■ WHAT THE TASK REQUIRES
Entries follow. Return each line that contains the word "arguments".

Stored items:
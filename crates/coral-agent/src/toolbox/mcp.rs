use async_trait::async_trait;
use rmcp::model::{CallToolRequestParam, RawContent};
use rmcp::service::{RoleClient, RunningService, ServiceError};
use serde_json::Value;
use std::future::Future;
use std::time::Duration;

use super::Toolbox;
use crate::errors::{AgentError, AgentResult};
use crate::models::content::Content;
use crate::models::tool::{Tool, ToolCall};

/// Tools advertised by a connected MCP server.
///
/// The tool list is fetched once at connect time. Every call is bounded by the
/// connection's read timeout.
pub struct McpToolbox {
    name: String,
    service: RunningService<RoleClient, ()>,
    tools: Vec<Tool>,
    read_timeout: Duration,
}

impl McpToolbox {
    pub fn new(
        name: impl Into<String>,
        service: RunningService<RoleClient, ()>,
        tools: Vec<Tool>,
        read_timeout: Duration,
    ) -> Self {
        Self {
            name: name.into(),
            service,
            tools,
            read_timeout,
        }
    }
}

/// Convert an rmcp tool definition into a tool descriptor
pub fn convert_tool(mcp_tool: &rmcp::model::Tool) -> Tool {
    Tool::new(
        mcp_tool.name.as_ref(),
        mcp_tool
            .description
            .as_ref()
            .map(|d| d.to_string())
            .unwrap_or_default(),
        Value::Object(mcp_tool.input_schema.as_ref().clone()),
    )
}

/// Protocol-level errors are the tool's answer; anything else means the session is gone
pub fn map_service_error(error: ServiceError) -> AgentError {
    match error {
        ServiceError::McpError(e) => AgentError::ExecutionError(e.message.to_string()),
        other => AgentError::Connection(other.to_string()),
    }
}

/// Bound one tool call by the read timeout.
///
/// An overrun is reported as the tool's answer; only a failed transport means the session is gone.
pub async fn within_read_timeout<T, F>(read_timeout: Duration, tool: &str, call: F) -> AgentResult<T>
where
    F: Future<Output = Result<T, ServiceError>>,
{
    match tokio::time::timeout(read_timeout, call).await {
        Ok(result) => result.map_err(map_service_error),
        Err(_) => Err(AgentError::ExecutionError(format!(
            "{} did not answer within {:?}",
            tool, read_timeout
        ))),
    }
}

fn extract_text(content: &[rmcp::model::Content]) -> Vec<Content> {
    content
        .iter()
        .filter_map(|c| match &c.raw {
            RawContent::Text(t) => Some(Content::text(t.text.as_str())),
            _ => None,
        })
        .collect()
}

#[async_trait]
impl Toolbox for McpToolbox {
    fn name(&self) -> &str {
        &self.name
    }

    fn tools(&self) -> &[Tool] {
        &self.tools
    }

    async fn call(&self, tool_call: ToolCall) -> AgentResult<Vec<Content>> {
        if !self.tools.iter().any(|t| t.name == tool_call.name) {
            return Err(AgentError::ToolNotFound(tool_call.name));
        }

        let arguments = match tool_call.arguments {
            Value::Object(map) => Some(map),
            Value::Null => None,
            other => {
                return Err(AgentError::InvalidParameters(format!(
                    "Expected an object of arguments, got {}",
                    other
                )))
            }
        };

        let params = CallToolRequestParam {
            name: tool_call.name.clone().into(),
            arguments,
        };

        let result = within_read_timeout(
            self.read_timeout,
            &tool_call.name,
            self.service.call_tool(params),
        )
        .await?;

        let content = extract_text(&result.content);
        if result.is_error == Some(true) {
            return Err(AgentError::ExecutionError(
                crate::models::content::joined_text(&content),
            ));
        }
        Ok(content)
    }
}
* * *
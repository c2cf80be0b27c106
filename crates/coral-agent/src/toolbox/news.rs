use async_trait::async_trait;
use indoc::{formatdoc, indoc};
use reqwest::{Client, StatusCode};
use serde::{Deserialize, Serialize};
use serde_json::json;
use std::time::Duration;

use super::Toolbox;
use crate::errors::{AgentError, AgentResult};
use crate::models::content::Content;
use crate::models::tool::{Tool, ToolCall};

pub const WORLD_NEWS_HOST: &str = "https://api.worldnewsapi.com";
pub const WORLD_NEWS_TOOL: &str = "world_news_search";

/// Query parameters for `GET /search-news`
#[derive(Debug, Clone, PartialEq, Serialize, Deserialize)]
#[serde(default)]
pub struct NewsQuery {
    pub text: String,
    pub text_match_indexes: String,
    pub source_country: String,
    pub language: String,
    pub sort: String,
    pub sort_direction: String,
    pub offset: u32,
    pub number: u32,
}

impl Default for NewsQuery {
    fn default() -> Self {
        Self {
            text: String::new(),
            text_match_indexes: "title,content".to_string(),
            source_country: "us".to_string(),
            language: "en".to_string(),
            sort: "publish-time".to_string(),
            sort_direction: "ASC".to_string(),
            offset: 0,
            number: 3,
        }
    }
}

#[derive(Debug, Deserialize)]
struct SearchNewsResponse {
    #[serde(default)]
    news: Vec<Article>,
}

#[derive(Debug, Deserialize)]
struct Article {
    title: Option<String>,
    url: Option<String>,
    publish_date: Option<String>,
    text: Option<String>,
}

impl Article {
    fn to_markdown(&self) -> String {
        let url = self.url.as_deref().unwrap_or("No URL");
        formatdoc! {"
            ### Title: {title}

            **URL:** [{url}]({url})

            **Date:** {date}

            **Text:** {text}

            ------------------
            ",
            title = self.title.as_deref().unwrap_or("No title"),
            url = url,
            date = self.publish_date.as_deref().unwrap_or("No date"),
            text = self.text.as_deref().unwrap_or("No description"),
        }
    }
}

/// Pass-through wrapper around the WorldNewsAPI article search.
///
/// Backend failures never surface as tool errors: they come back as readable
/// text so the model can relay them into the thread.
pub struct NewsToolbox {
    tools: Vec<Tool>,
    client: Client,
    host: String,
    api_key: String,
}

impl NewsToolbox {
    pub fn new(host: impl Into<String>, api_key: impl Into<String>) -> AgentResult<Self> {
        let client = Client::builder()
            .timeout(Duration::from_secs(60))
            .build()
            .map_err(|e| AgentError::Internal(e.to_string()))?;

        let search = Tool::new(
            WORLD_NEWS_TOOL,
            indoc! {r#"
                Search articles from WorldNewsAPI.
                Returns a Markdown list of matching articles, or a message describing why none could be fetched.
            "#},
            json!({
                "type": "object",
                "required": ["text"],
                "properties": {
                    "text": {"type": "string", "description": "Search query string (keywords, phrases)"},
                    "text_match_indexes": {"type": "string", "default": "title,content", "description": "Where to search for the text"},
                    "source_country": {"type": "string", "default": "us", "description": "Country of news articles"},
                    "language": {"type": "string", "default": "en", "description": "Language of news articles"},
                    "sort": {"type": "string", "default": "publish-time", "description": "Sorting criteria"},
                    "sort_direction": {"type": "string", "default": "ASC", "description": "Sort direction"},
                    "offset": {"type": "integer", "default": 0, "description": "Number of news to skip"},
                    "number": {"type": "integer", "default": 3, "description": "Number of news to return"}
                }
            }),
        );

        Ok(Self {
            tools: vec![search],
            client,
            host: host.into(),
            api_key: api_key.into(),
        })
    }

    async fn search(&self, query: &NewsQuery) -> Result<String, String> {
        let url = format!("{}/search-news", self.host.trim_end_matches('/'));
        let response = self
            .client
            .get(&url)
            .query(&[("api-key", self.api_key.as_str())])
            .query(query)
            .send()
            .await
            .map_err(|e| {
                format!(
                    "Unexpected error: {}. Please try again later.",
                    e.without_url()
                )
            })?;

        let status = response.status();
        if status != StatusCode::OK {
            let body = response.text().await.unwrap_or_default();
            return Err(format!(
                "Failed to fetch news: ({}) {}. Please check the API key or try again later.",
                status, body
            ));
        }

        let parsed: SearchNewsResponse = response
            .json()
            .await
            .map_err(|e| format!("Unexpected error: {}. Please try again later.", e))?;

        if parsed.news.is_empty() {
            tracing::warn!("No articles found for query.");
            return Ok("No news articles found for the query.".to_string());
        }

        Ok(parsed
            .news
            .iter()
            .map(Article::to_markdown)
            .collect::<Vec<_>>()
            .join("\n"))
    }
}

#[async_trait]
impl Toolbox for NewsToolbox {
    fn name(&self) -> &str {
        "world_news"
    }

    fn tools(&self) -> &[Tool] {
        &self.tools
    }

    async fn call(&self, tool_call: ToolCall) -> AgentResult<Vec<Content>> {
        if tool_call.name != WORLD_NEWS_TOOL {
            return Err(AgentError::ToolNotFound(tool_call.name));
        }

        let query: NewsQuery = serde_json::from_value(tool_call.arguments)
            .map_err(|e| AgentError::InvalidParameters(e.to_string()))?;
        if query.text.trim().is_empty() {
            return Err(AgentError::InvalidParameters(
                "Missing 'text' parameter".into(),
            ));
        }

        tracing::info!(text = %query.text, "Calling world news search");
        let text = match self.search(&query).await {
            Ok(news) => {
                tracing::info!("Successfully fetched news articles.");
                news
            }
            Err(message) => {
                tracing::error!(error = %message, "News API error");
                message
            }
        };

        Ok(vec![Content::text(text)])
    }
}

■ EXERCISE RESULT
        let arguments = match tool_call.arguments {
                    "Expected an object of arguments, got {}",
            arguments,
        let query: NewsQuery = serde_json::from_value(tool_call.arguments)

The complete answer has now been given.